Blog, Mental Health, Minimalism

Anti-Productivity

Anti-Productivity.

I was watching a YouTube video on morning routines yesterday. The general gist of it was that anyone who actually pressed snooze on their alarm clock is a heathen, and if we hadn’t crammed most of a work day into the hours before breakfast time then, well, what’s even the point of existing. The presenter laughed and said they got up at 2am to start the day. I giggled and waited for the punchline. It never came. They actually got up at 2am to start the day. 2am.

Did they go back to sleep? Did they finish the day at 10am and live a nocturnal life? No. After finishing their morning routine at 8am, they went to work, for a full day. I had a little trouble computing this.

After a little reflection, it’s not their routine that’s a problem. I mean, do what you want – if you can sustain this routine and it make you happy, great! The thing that nagged at me was the insistence that anyone who hasn’t got an entire, productive early morning routine in place is lazy, or not dedicated enough to their goals. The focus on ‘productivity’ as the be-all and end-all of life. Achieve more! Achieve better! Cram more things into your day because this is the only way you can be successful as a human.

I am absolutely not a morning person.

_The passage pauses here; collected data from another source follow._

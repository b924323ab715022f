use core::ops::Range;

/// Divides `0..len` into at most `parts` contiguous ranges whose sizes differ
/// by at most one. The first `len % parts` ranges carry the extra item.
///
/// Fewer than `parts` ranges are produced when `len < parts`; no range is
/// ever empty.
pub struct RangeSplitter {
    len: usize,
    position: usize,
    index: usize,
    base: usize,
    extra: usize,
}

impl RangeSplitter {
    pub fn new(len: usize, parts: usize) -> Self {
        let parts = parts.max(1);
        RangeSplitter {
            len,
            position: 0,
            index: 0,
            base: len / parts,
            extra: len % parts,
        }
    }
}

impl Iterator for RangeSplitter {
    type Item = Range<usize>;

    fn next(&mut self) -> Option<Range<usize>> {
        let start = self.position;
        if start == self.len {
            return None;
        }

        let end = start + self.base + (self.index < self.extra) as usize;
        self.index += 1;
        self.position = end;
        Some(start..end)
    }
}
//! Runs independent matrix kernels as concurrent sections, each with its own
//! inner parallel region.

use kernels::{KernelError, Matrix, MatrixOp};
use runtime::{Runtime, RuntimeConfigBuilder, Task, ThreadBudget};
use tracing::{info, warn};

use crate::controller::NESTED_LEVELS;
use crate::error::BenchError;
use crate::timing::{timed, TimingRecord};

pub const DEFAULT_SECTIONS: usize = 4;

/// Body of one section: gets the shared team and its inner worker budget.
pub type SectionBody<'a> =
    Box<dyn FnOnce(&Runtime, ThreadBudget) -> Result<Matrix, KernelError> + Send + 'a>;

pub struct Section<'a> {
    label: &'static str,
    body: SectionBody<'a>,
}

impl<'a> Section<'a> {
    pub fn new<F>(label: &'static str, body: F) -> Self
    where
        F: FnOnce(&Runtime, ThreadBudget) -> Result<Matrix, KernelError> + Send + 'a,
    {
        Section {
            label,
            body: Box::new(body),
        }
    }

    /// Section running `op` row-parallel on `a` and `b`.
    pub fn op(op: MatrixOp, a: &'a Matrix, b: &'a Matrix) -> Self {
        Section::new(op.name(), move |rt, inner| op.parallel(rt, a, b, inner))
    }
}

#[derive(Debug)]
pub struct SectionRun {
    pub record: TimingRecord,
    pub output: Matrix,
}

#[derive(Debug)]
pub struct SectionOutcome {
    pub label: &'static str,
    pub result: Result<SectionRun, BenchError>,
}

/// Everything one dispatch produced.
#[derive(Debug)]
pub struct DispatchReport {
    pub sections: Vec<SectionOutcome>,
    /// Wall-clock time of the whole dispatch.
    pub wall: TimingRecord,
    pub inner: ThreadBudget,
}

impl DispatchReport {
    pub fn get(&self, label: &str) -> Option<&SectionOutcome> {
        self.sections.iter().find(|s| s.label == label)
    }

    pub fn failures(&self) -> usize {
        self.sections.iter().filter(|s| s.result.is_err()).count()
    }
}

/// Splits a total thread budget between `sections` concurrent tasks and
/// their inner regions: every task gets `max(1, total / sections)` workers.
pub struct SectionDispatcher {
    runtime: Runtime,
    sections: usize,
}

impl SectionDispatcher {
    pub fn new(total: ThreadBudget) -> Result<Self, BenchError> {
        Self::with_sections(total, DEFAULT_SECTIONS)
    }

    pub fn with_sections(total: ThreadBudget, sections: usize) -> Result<Self, BenchError> {
        if sections == 0 {
            return Err(BenchError::InvalidArgument(
                "section count must be at least 1".into(),
            ));
        }
        let config = RuntimeConfigBuilder::default()
            .max_threads(total.get())
            .max_active_levels(NESTED_LEVELS)
            .build()?;
        let runtime = Runtime::new(config)?;
        Ok(SectionDispatcher { runtime, sections })
    }

    pub fn runtime(&self) -> &Runtime {
        &self.runtime
    }

    pub fn total(&self) -> ThreadBudget {
        self.runtime.ceiling()
    }

    pub fn sections(&self) -> usize {
        self.sections
    }

    pub fn inner_threads(&self) -> ThreadBudget {
        self.total().split(self.sections)
    }

    /// Runs add, sub, mul and transpose of `a` and `b` concurrently.
    pub fn dispatch(&self, a: &Matrix, b: &Matrix) -> DispatchReport {
        let sections = MatrixOp::ALL
            .into_iter()
            .map(|op| Section::op(op, a, b))
            .collect();
        self.dispatch_sections(sections)
    }

    /// Runs arbitrary sections concurrently. A failing section is reported in
    /// its own slot and does not stop the others.
    pub fn dispatch_sections(&self, sections: Vec<Section<'_>>) -> DispatchReport {
        let inner = self.inner_threads();
        let rt = &self.runtime;
        let labels: Vec<&'static str> = sections.iter().map(|s| s.label).collect();
        info!(
            sections = labels.len(),
            total = self.total().get(),
            inner = inner.get(),
            "dispatching sections"
        );

        let tasks: Vec<_> = sections
            .into_iter()
            .map(|section| {
                let task: Task<'_, Result<SectionRun, BenchError>> = Box::new(move || {
                    let Section { label, body } = section;
                    let (output, elapsed) = timed(|| body(rt, inner));
                    Ok(SectionRun {
                        record: TimingRecord::new(label, "sections", inner.get(), elapsed),
                        output: output?,
                    })
                });
                task
            })
            .collect();

        let (outcomes, wall) = timed(|| rt.run_tasks(tasks));

        let sections = labels
            .into_iter()
            .zip(outcomes)
            .map(|(label, outcome)| {
                let result = outcome.map_err(BenchError::from).and_then(|run| run);
                if let Err(e) = &result {
                    warn!(section = label, error = %e, "section failed");
                }
                SectionOutcome { label, result }
            })
            .collect();

        DispatchReport {
            sections,
            wall: TimingRecord::new("all", "sections", self.total().get(), wall),
            inner,
        }
    }
}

My brain mostly comes to life in the afternoon, followed by another spurt of vague comprehension around 11pm (bedtime! damnit, brain). I like to think that one of my ancestors was up late guarding the campfire and watching the stars, followed by being brought a mug of some sort of breakfast-y bone broth in their cave-bed the next morning. In fact, whether we get up early in the morning or function better later at night is influenced by our genes – but the fact that our society runs on 9-5 time means early risers are given a step up here.

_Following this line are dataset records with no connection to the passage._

#[cfg(test)]
mod tests {
    use super::*;

    fn budget(n: usize) -> ThreadBudget {
        ThreadBudget::new(n).unwrap()
    }

    #[test]
    fn test_sweep_budgets() {
        let up: Vec<usize> = ThreadSweep::UpTo(budget(3))
            .budgets()
            .into_iter()
            .map(ThreadBudget::get)
            .collect();
        assert_eq!(up, vec![1, 2, 3]);
        assert_eq!(ThreadSweep::Fixed(budget(5)).budgets(), vec![budget(5)]);
        assert_eq!(ThreadSweep::UpTo(budget(9)).ceiling(), budget(9));
    }

    #[test]
    fn test_integration_report_has_every_strategy() {
        let summary = IntegrationBench::new(10_000, ThreadSweep::Fixed(budget(3)))
            .run()
            .unwrap();
        assert_eq!(summary.runs.len(), 3);
        assert_eq!(summary.report.failures(), 0);
        let text = summary.report.to_string();
        for s in Strategy::PARALLEL {
            assert!(text.contains(&format!("{s} diff: ")), "{text}");
            assert!(text.contains(&format!("{s} speedup: ")), "{text}");
        }
    }

    #[test]
    fn test_integration_rejects_zero_steps() {
        let err = IntegrationBench::new(0, ThreadSweep::Fixed(budget(2))).run();
        assert!(matches!(err, Err(BenchError::Kernel(KernelError::InvalidArgument(_)))));
    }

    #[test]
    fn test_granularity_bench_constant_inputs() {
        let summary = GranularityBench::new(4, budget(4)).run().unwrap();
        assert_eq!(summary.runs.len(), 3);
        for run in &summary.runs {
            assert!(run.output.as_slice().iter().all(|&v| v == 8.0));
            assert_eq!(run.max_relative_error, 0.0);
        }
        let text = summary.report.to_string();
        for g in Granularity::ALL {
            assert!(text.contains(&format!("{g} parallelization: ")), "{text}");
            assert!(text.contains(&format!("{g} speedup: ")), "{text}");
        }
    }

    #[test]
    fn test_sections_bench_validates() {
        let summary = SectionsBench::new(24, budget(4)).run().unwrap();
        assert_eq!(summary.report.failures(), 0);
        assert_eq!(summary.baselines.len(), 4);
        let text = summary.report.to_string();
        assert!(text.contains("sequential add: "));
        assert!(text.contains("transpose parallel: "));
        assert!(text.contains("wall time (all 4): "));
        assert!(text.contains("mul speedup: "));
    }

    #[test]
    fn test_daxpy_sweep() {
        let summary = DaxpyBench::new(10, ThreadSweep::UpTo(budget(4))).run().unwrap();
        assert_eq!(summary.len, 1024);
        assert_eq!(summary.runs.len(), 4);
        assert_eq!(summary.report.failures(), 0);
        let text = summary.report.to_string();
        for t in 1..=4 {
            assert!(text.contains(&format!("daxpy x{t}: ")), "{text}");
            assert!(text.contains(&format!("daxpy x{t} speedup: ")), "{text}");
        }
    }

    #[test]
    fn test_daxpy_rejects_oversized_power() {
        let bench = DaxpyBench::new(usize::BITS, ThreadSweep::Fixed(budget(1)));
        assert!(matches!(bench.run(), Err(BenchError::InvalidArgument(_))));
    }
}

But it’s ok! You can be productive late at night, too! Just shift that routine back a few hours. You can still do more, cram more in, highly prioritise your time for things like ‘habit stacking’, ‘goal setting’ and ‘time blocking’. Ew.

There is a limit on ‘more’. The recent revelations regarding working hours at Goldman Sachs echo the way in which achievement is defined in our world, but there comes a point where ‘more’ really just isn’t. At a point, things break down. People break down, quality of work breaks down, meaning of life breaks down. The cult of productivity fuels the viewpoint that more is better, which translates into all areas of our lives. Doing more is better. Buying more is better. Spending more is better. Our planet is filling up whilst our people are breaking down.

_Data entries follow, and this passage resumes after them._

//! Plain-text report lines, one per measurement.

use core::fmt;
use std::time::Duration;

use crate::timing::Speedup;

#[derive(Clone, Debug, PartialEq)]
pub enum ReportLine {
    /// Free-form context such as problem size or thread count.
    Note(String),
    /// `<label>: <seconds> s`
    Elapsed { label: String, elapsed: Duration },
    /// `<label>: <value>`
    Value { label: String, value: f64 },
    /// `<label> diff: <value>`
    Difference { label: String, diff: f64 },
    /// `<label> speedup: <value>`
    Speedup { label: String, speedup: Speedup },
    /// `<label>: failed: <reason>`
    Failure { label: String, reason: String },
}

impl ReportLine {
    pub fn is_failure(&self) -> bool {
        matches!(self, ReportLine::Failure { .. })
    }
}

impl fmt::Display for ReportLine {
    fn fmt(&self, f: &mut fmt::Formatter<'_>) -> fmt::Result {
        match self {
            ReportLine::Note(text) => f.write_str(text),
            ReportLine::Elapsed { label, elapsed } => {
                write!(f, "{label}: {:.6} s", elapsed.as_secs_f64())
            }
            ReportLine::Value { label, value } => write!(f, "{label}: {value:.12}"),
            ReportLine::Difference { label, diff } => write!(f, "{label} diff: {diff:.6e}"),
            ReportLine::Speedup { label, speedup } => write!(f, "{label} speedup: {speedup}"),
            ReportLine::Failure { label, reason } => write!(f, "{label}: failed: {reason}"),
        }
    }
}

/// Ordered report lines of one benchmark.
#[derive(Clone, Debug, Default, PartialEq)]
pub struct Report {
    lines: Vec<ReportLine>,
}

impl Report {
    pub fn new() -> Self {
        Self::default()
    }

    pub fn note(&mut self, text: impl Into<String>) {
        self.lines.push(ReportLine::Note(text.into()));
    }

    pub fn elapsed(&mut self, label: impl Into<String>, elapsed: Duration) {
        self.lines.push(ReportLine::Elapsed {
            label: label.into(),
            elapsed,
        });
    }

    pub fn value(&mut self, label: impl Into<String>, value: f64) {
        self.lines.push(ReportLine::Value {
            label: label.into(),
            value,
        });
    }

    pub fn difference(&mut self, label: impl Into<String>, diff: f64) {
        self.lines.push(ReportLine::Difference {
            label: label.into(),
            diff,
        });
    }

    pub fn speedup(&mut self, label: impl Into<String>, speedup: Speedup) {
        self.lines.push(ReportLine::Speedup {
            label: label.into(),
            speedup,
        });
    }

    pub fn failure(&mut self, label: impl Into<String>, reason: impl fmt::Display) {
        self.lines.push(ReportLine::Failure {
            label: label.into(),
            reason: reason.to_string(),
        });
    }

    pub fn lines(&self) -> &[ReportLine] {
        &self.lines
    }

    pub fn failures(&self) -> usize {
        self.lines.iter().filter(|l| l.is_failure()).count()
    }
}

impl fmt::Display for Report {
    fn fmt(&self, f: &mut fmt::Formatter<'_>) -> fmt::Result {
        for line in &self.lines {
            writeln!(f, "{line}")?;
        }
        Ok(())
    }
}

#[cfg(test)]
mod tests {
    use super::*;

    #[test]
    fn test_line_formats() {
        let mut r = Report::new();
        r.elapsed("sequential add", Duration::from_millis(1500));
        r.speedup("add", Speedup::Ratio(2.5));
        r.speedup("sub", Speedup::Unavailable);
        r.failure("mul", "invalid argument: dimension mismatch");
        let text = r.to_string();
        let lines: Vec<&str> = text.lines().collect();
        assert_eq!(lines[0], "sequential add: 1.500000 s");
        assert_eq!(lines[1], "add speedup: 2.500000");
        assert_eq!(lines[2], "sub speedup: no timing available");
        assert_eq!(lines[3], "mul: failed: invalid argument: dimension mismatch");
        assert_eq!(r.failures(), 1);
    }
}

I think we need to wonder where all this is going. Spending hours working to make a larger corporation even more money and hurting yourself in the process – does this have meaning beyond that idea of ‘busy-ness’? Can we still find meaning within this structure beyond making more and more and more?

I get that living in our society means we need to do a bit of ‘toeing the line’ to get by (jobs, bills, and so on), but forgoing everything that makes life good to slave away at the alter of productivity seems sad, to me. Does achievement have meaning outside of the company? Or is it all just make-believe…?

I’m not against morning routines (honestly). In fact, I think it’s really helpful to have that little ritual, comforting, beneficial and familiar. What I wonder about is the rise of routine as a way to feed into the greed of society. When a morning routine doesn’t benefit you, and instead focuses on the ways in which you are lacking – mainly, by needing to be more productive.

Anyway, I’m going to saunter off and productively make another coffee now, whilst chunnering to myself about early mornings and the possibility of starting an anti-productivity movement. Now there’s multitasking.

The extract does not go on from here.